Every year I devote a portion of the training cycle to addressing the athlete’s greatest athletic limiter. Sometimes this is strength, sometimes basic endurance or speed and sometimes this limiter falls in the middle of the power-duration curve as a weakness in threshold or VO2 #s.
I made the mistake in a couple of cases this year of including a general prep period that was too long for athletes who already had very strong base fitness numbers. This resulted in us starting work on higher quality sessions directed to the athlete’s limiter when load was already pretty high.
Although these sessions were of moderate load, because they represented the athletes weakest ability they felt very hard to the athletes, hard enough that something had to give, in one case this was the quality of these workouts so the weakness remained a weakness, in another it was general training load. The take home – for an athlete that already has a very strong aerobic base, address specific weaknesses earlier, when the athlete still has energy/the overall load is still manageable.
Lesson 2 – When it comes to IM athletes, reverse tapers are often good for both the head and body.
Reverse tapers, i.e. in the last block of the year, progressively building load towards the event are something that I experimented a little more with this year. They seemed to work well for 2 reasons…
1. An Ironman race is not a sprint. Many of the physiological adaptations that are crucial to Ironman success, e.g. glycogen supercompensation quickly detrain and are lost if volume is shed too much or too early from the event.
2. Quality training is HARD for an athlete that spends a lot of time going relatively slow. So, having a very light recovery week immediately after the hardest training block of the year before going into the peppier peak training results in more sessions completed to plan and a happier, more confident athlete going into the key race.
Lesson 3 – When the goal is qualifying, course selection (with respect to your morphology) matters.
Some folks naturally gravitate towards hard (i.e. hilly, windy or hot) courses. Some folks naturally gravitate towards fast (flat, relatively cool) courses. When your preferences don’t line up with your morphology and the goal is high performance relative to your peers (i.e. qualification), then you have a problem.

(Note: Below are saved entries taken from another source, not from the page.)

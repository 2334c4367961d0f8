//! Byte and text transcoders

use bytes::Bytes;

use crate::error::{RedlineError, Result};
use super::Transcoder;

/// Identity on bytes
#[derive(Debug, Clone, Copy, Default)]
pub struct RawTranscoder;

/// UTF-8 text
#[derive(Debug, Clone, Copy, Default)]
pub struct StringTranscoder;

impl Transcoder for RawTranscoder {
    type Value = Bytes;

    fn encode(&self, value: &Bytes) -> Result<Bytes> {
        Ok(value.clone())
    }

    fn decode(&self, data: Bytes) -> Result<Bytes> {
        Ok(data)
    }
}

impl Transcoder for StringTranscoder {
    type Value = String;

    fn encode(&self, value: &String) -> Result<Bytes> {
        Ok(Bytes::copy_from_slice(value.as_bytes()))
    }

    fn decode(&self, data: Bytes) -> Result<String> {
        String::from_utf8(data.to_vec())
            .map_err(|e| RedlineError::Transcoder(format!("payload is not UTF-8: {}", e)))
    }
}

Heat will set an absolute ceiling on power output. If you’re a big guy, it doesn’t matter if you have the strength to churn out 350 watts for 9hrs, the realities of thermodynamics will dictate the power output that you’re actually able to generate by way of the heat that you’re actually able to dissipate.

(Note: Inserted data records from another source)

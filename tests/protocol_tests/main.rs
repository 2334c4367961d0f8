//! Protocol Tests
//!
//! Reply decoding and command encoding, without a network.

mod decoder_tests;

Similarly, power:weight will determine who goes to Kona on a course with a lot of vertical. Power:frontal area will determine who goes to Kona on a flat course. Due to the realities of allometric scaling, a big guy will always have better power:frontal area than power:weight and should choose his course accordingly.
Lesson 4 – Don’t sacrifice load for quality until you’re ready to sharpen for a major race.

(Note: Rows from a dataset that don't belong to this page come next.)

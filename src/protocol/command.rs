//! Command definitions
//!
//! A `Command` is one pending operation: the verb, its already-transcoded
//! arguments, and the completion that turns the eventual reply into a typed
//! result. The caller keeps the matching [`Pending`] handle.

use std::fmt;
use std::time::Duration;

use bytes::Bytes;
use crossbeam::channel::{self, Receiver, RecvTimeoutError, TryRecvError};

use crate::error::{RedlineError, Result};
use super::Reply;

/// Command verbs understood by the client
#[derive(Debug, Clone, Copy, PartialEq, Eq, Hash)]
pub enum CommandName {
    Auth,
    Ping,
    Echo,
    Select,
    Quit,
    Del,
    Exists,
    Expire,
    ExpireAt,
    Keys,
    Move,
    Persist,
    Set,
    SetNx,
    SetEx,
    Get,
    GetSet,
    MGet,
    MSet,
    MSetNx,
    Incr,
    IncrBy,
    Decr,
    DecrBy,
}

impl CommandName {
    /// Wire spelling of the verb
    pub fn as_bytes(&self) -> &'static [u8] {
        self.as_str().as_bytes()
    }

    pub fn as_str(&self) -> &'static str {
        match self {
            CommandName::Auth => "AUTH",
            CommandName::Ping => "PING",
            CommandName::Echo => "ECHO",
            CommandName::Select => "SELECT",
            CommandName::Quit => "QUIT",
            CommandName::Del => "DEL",
            CommandName::Exists => "EXISTS",
            CommandName::Expire => "EXPIRE",
            CommandName::ExpireAt => "EXPIREAT",
            CommandName::Keys => "KEYS",
            CommandName::Move => "MOVE",
            CommandName::Persist => "PERSIST",
            CommandName::Set => "SET",
            CommandName::SetNx => "SETNX",
            CommandName::SetEx => "SETEX",
            CommandName::Get => "GET",
            CommandName::GetSet => "GETSET",
            CommandName::MGet => "MGET",
            CommandName::MSet => "MSET",
            CommandName::MSetNx => "MSETNX",
            CommandName::Incr => "INCR",
            CommandName::IncrBy => "INCRBY",
            CommandName::Decr => "DECR",
            CommandName::DecrBy => "DECRBY",
        }
    }
}

impl fmt::Display for CommandName {
    fn fmt(&self, f: &mut fmt::Formatter<'_>) -> fmt::Result {
        f.write_str(self.as_str())
    }
}

/// Type-erased completion; consumed exactly once
type Completion = Box<dyn FnOnce(Result<Reply>) + Send>;

/// A command waiting to be written and answered
pub struct Command {
    name: CommandName,
    args: Vec<Bytes>,
    completion: Completion,
}

impl Command {
    /// Create a command and the handle its result will be delivered to
    ///
    /// `map` converts a non-error reply into the caller's type; it runs on the
    /// connection's reader thread and must not block.
    pub fn new<T, F>(name: CommandName, args: Vec<Bytes>, map: F) -> (Self, Pending<T>)
    where
        T: Send + 'static,
        F: FnOnce(Reply) -> Result<T> + Send + 'static,
    {
        let (tx, rx) = channel::bounded(1);

        let completion: Completion = Box::new(move |outcome| {
            let result = outcome.and_then(|reply| match reply {
                Reply::Error(msg) => Err(RedlineError::Server(msg)),
                reply => map(reply),
            });
            // The caller may have dropped its handle; nothing to deliver to
            let _ = tx.send(result);
        });

        let command = Self {
            name,
            args,
            completion,
        };
        (
            command,
            Pending {
                name,
                rx,
                ready: None,
            },
        )
    }

    pub fn name(&self) -> CommandName {
        self.name
    }

    pub fn args(&self) -> &[Bytes] {
        &self.args
    }

    /// Fulfil the result slot from a reply
    pub fn complete(self, reply: Reply) {
        (self.completion)(Ok(reply));
    }

    /// Fail the result slot
    pub fn fail(self, err: RedlineError) {
        (self.completion)(Err(err));
    }
}

impl fmt::Debug for Command {
    fn fmt(&self, f: &mut fmt::Formatter<'_>) -> fmt::Result {
        f.debug_struct("Command")
            .field("name", &self.name)
            .field("argc", &self.args.len())
            .finish()
    }
}

/// Handle to the eventual result of one command
///
/// Returned immediately when a command is issued. Wait on it, wait with a
/// deadline, or poll it.
#[derive(Debug)]
pub struct Pending<T> {
    name: CommandName,
    rx: Receiver<Result<T>>,

    /// Result observed by a poll but not yet taken
    ready: Option<Result<T>>,
}

impl<T> Pending<T> {
    /// A handle that already holds `err`; used when a command cannot be built
    pub(crate) fn failed(name: CommandName, err: RedlineError) -> Self {
        let (_, rx) = channel::bounded(1);
        Self {
            name,
            rx,
            ready: Some(Err(err)),
        }
    }

    /// Verb of the command this handle belongs to
    pub fn name(&self) -> CommandName {
        self.name
    }

    /// Block until the result arrives
    pub fn wait(self) -> Result<T> {
        if let Some(result) = self.ready {
            return result;
        }
        self.rx.recv().unwrap_or(Err(RedlineError::ConnectionClosed))
    }

    /// Block until the result arrives or `timeout` elapses
    ///
    /// On timeout the command stays in flight; its result is discarded.
    pub fn wait_timeout(self, timeout: Duration) -> Result<T> {
        if let Some(result) = self.ready {
            return result;
        }
        match self.rx.recv_timeout(timeout) {
            Ok(result) => result,
            Err(RecvTimeoutError::Timeout) => Err(RedlineError::Timeout),
            Err(RecvTimeoutError::Disconnected) => Err(RedlineError::ConnectionClosed),
        }
    }

    /// Take the result if it has arrived
    pub fn try_take(&mut self) -> Option<Result<T>> {
        self.poll();
        self.ready.take()
    }

    /// Whether the result has arrived (or the command was abandoned)
    pub fn is_ready(&mut self) -> bool {
        self.poll();
        self.ready.is_some()
    }

    fn poll(&mut self) {
        if self.ready.is_some() {
            return;
        }
        self.ready = match self.rx.try_recv() {
            Ok(result) => Some(result),
            Err(TryRecvError::Empty) => None,
            Err(TryRecvError::Disconnected) => Some(Err(RedlineError::ConnectionClosed)),
        };
    }
}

It may be a bit of a generalization, but from my perspective, a little too much is made of addressing limiters. The central element in athletic progress has always been and will always be improvements in ability to handle more chronic training load.
When it comes to the performance benefit of training, it is true that an athlete will generally get more performance benefit per unit of training load by addressing those areas that are least developed. However, if too much emphasis is given to addressing these weaknesses, to the extent that the athlete is doing less load but feeling that the training is ‘hard’ and they consequently shed total load, it is a dangerous slippery slope that is all too easy to stumble on.
For the bulk of the season, a balance must be kept between training content that enables the athlete to get a lot of training load done (this refers to both areas in which the athlete is naturally physiologically strong but also those areas that they most enjoy), while addressing a relatively small amount to those areas that the athlete isn’t good at/doesn’t enjoy as much, all the while keeping a vigilant eye on total training load.
Lesson 5 - Climate can have a significant effect on your ability to do/tolerate big load.
Training in very hot or very cold conditions is tough. It adds an additional stress to the training that you really don't want to deal with when the focus is training as much as possible (whether in the context of the biggest blocks of the year or a dedicated training camp). Give plenty of thought to when all factors are most likely to conspire to benefit your training when planning your race schedule and give plenty of thought to selection of the best possible locale for a training camp. If the aim is a late season camp with a lot of load at your target race intensity, be sure that the typical conditions for that period of the year also mimic the race as closely as possible. You put a lot of time and $$ into organizing yourself for a training camp. Make it count.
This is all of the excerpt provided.